Stored data entries
# # # # # # #

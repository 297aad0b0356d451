//! MSZip frame decoding for compressed xof documents
//!
//! A compressed document keeps its 16-byte header uncompressed, followed by
//! the declared size of the decompressed document (header included) and a
//! sequence of frames:
//!
//! ```text
//! u16 uncompressed size | u16 compressed size | "CK" | raw DEFLATE data
//! ```
//!
//! The compressed size counts the `"CK"` signature. Each frame may refer
//! back into the previous frame's output.

use crate::common::{HEADER_SIZE, MAX_WINDOW_SIZE, MSZIP_SIGNATURE};
use crate::inflate::Inflater;
use crate::{Result, XofError};
use byteorder::{ByteOrder, LittleEndian};

/// Size of the declared total that follows the header
pub const DECLARED_SIZE_FIELD: usize = 4;

/// Size of the per-frame size pair
pub const FRAME_HEADER_SIZE: usize = 4;

/// One framed chunk of compressed data
#[derive(Debug, Clone, PartialEq, Eq)]
pub struct FrameRecord {
    /// Bytes this frame inflates to
    pub declared_uncompressed_size: u16,
    /// Bytes of payload, signature included
    pub declared_compressed_size: u16,
    /// The payload, signature included
    pub payload: Vec<u8>,
}

impl FrameRecord {
    /// Payload without the `"CK"` signature
    pub fn deflate_data(&self) -> &[u8] {
        &self.payload[MSZIP_SIGNATURE.len()..]
    }
}

/// Splits a compressed document into frames and inflates them
#[derive(Debug)]
pub struct FrameDecoder<'a> {
    data: &'a [u8],
    pos: usize,
    frame_index: usize,
    declared_size: usize,
}

impl<'a> FrameDecoder<'a> {
    /// Validate the leading header and declared size of `data`
    pub fn new(data: &'a [u8]) -> Result<Self> {
        let minimum = HEADER_SIZE + DECLARED_SIZE_FIELD;
        if data.len() < minimum {
            return Err(XofError::truncated(0, minimum, data.len()));
        }

        let declared_size = LittleEndian::read_u32(&data[HEADER_SIZE..minimum]) as usize;
        if declared_size < HEADER_SIZE {
            return Err(XofError::FrameSizeMismatch {
                frame: 0,
                expected: HEADER_SIZE,
                actual: declared_size,
            });
        }

        Ok(Self {
            data,
            pos: minimum,
            frame_index: 0,
            declared_size,
        })
    }

    /// Declared size of the decompressed document, header included
    pub fn declared_size(&self) -> usize {
        self.declared_size
    }

    /// The uncompressed leading header
    pub fn header(&self) -> &'a [u8] {
        &self.data[..HEADER_SIZE]
    }

    /// Read the next frame, or `None` once the input is exhausted
    pub fn next_frame(&mut self) -> Result<Option<FrameRecord>> {
        if self.pos >= self.data.len() {
            return Ok(None);
        }

        let available = self.data.len() - self.pos;
        if available < FRAME_HEADER_SIZE {
            return Err(XofError::truncated(
                self.pos as u64,
                FRAME_HEADER_SIZE,
                available,
            ));
        }

        let sizes = &self.data[self.pos..self.pos + FRAME_HEADER_SIZE];
        let declared_uncompressed_size = LittleEndian::read_u16(&sizes[0..2]);
        let declared_compressed_size = LittleEndian::read_u16(&sizes[2..4]);
        let payload_start = self.pos + FRAME_HEADER_SIZE;
        let compressed = declared_compressed_size as usize;

        if compressed > self.data.len() - payload_start {
            return Err(XofError::FrameSizeMismatch {
                frame: self.frame_index,
                expected: compressed,
                actual: self.data.len() - payload_start,
            });
        }

        let payload = &self.data[payload_start..payload_start + compressed];
        if payload.len() < MSZIP_SIGNATURE.len() || payload[..2] != MSZIP_SIGNATURE {
            return Err(XofError::Format {
                offset: payload_start as u64,
                reason: format!("frame {} is missing the CK signature", self.frame_index),
            });
        }

        log::trace!(
            "frame {} at byte {}: {} -> {} bytes",
            self.frame_index,
            self.pos,
            declared_compressed_size,
            declared_uncompressed_size
        );

        self.pos = payload_start + compressed;
        self.frame_index += 1;

        Ok(Some(FrameRecord {
            declared_uncompressed_size,
            declared_compressed_size,
            payload: payload.to_vec(),
        }))
    }

    /// Inflate every frame into one buffer starting with the header
    pub fn decompress(mut self) -> Result<Vec<u8>> {
        let mut output = Vec::with_capacity(self.declared_size.min(self.data.len() * 16));
        output.extend_from_slice(self.header());

        while output.len() < self.declared_size {
            let frame_index = self.frame_index;
            let frame_offset = self.pos;
            let Some(frame) = self.next_frame()? else {
                break;
            };

            // The previous frame's output is the back-reference window
            let body = &output[HEADER_SIZE..];
            let dictionary = &body[body.len().saturating_sub(MAX_WINDOW_SIZE)..];
            let inflated = Inflater::with_dictionary(frame.deflate_data().to_vec(), dictionary)
                .inflate()
                .map_err(|e| offset_error(e, frame_offset + FRAME_HEADER_SIZE + 2))?;

            if inflated.len() != frame.declared_uncompressed_size as usize {
                return Err(XofError::FrameSizeMismatch {
                    frame: frame_index,
                    expected: frame.declared_uncompressed_size as usize,
                    actual: inflated.len(),
                });
            }
            output.extend_from_slice(&inflated);
        }

        if output.len() != self.declared_size {
            return Err(XofError::FrameSizeMismatch {
                frame: self.frame_index,
                expected: self.declared_size,
                actual: output.len(),
            });
        }

        log::debug!(
            "decompressed {} frames: {} -> {} bytes",
            self.frame_index,
            self.data.len(),
            output.len()
        );
        Ok(output)
    }
}

/// Convenience function to decompress an MSZip-framed document
pub fn decompress(data: &[u8]) -> Result<Vec<u8>> {
    FrameDecoder::new(data)?.decompress()
}

/// Offsets inside a frame are relative to its payload; make them absolute
fn offset_error(error: XofError, payload_offset: usize) -> XofError {
    let base = payload_offset as u64;
    match error {
        XofError::HuffmanDecode { bit_offset, reason } => XofError::HuffmanDecode {
            bit_offset: base * 8 + bit_offset,
            reason,
        },
        XofError::TruncatedStream {
            offset,
            needed,
            available,
        } => XofError::TruncatedStream {
            offset: base + offset,
            needed,
            available,
        },
        XofError::Protocol {
            offset,
            expected,
            found,
        } => XofError::Protocol {
            offset: base + offset,
            expected,
            found,
        },
        other => other,
    }
}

# # # # # # #

Please go through the data and copy each line containing the word "output".

//! back into the previous frame's output.
        let mut output = Vec::with_capacity(self.declared_size.min(self.data.len() * 16));
        output.extend_from_slice(self.header());
        while output.len() < self.declared_size {
            // The previous frame's output is the back-reference window
            let body = &output[HEADER_SIZE..];
            output.extend_from_slice(&inflated);
        if output.len() != self.declared_size {
                actual: output.len(),
            output.len()
        Ok(output)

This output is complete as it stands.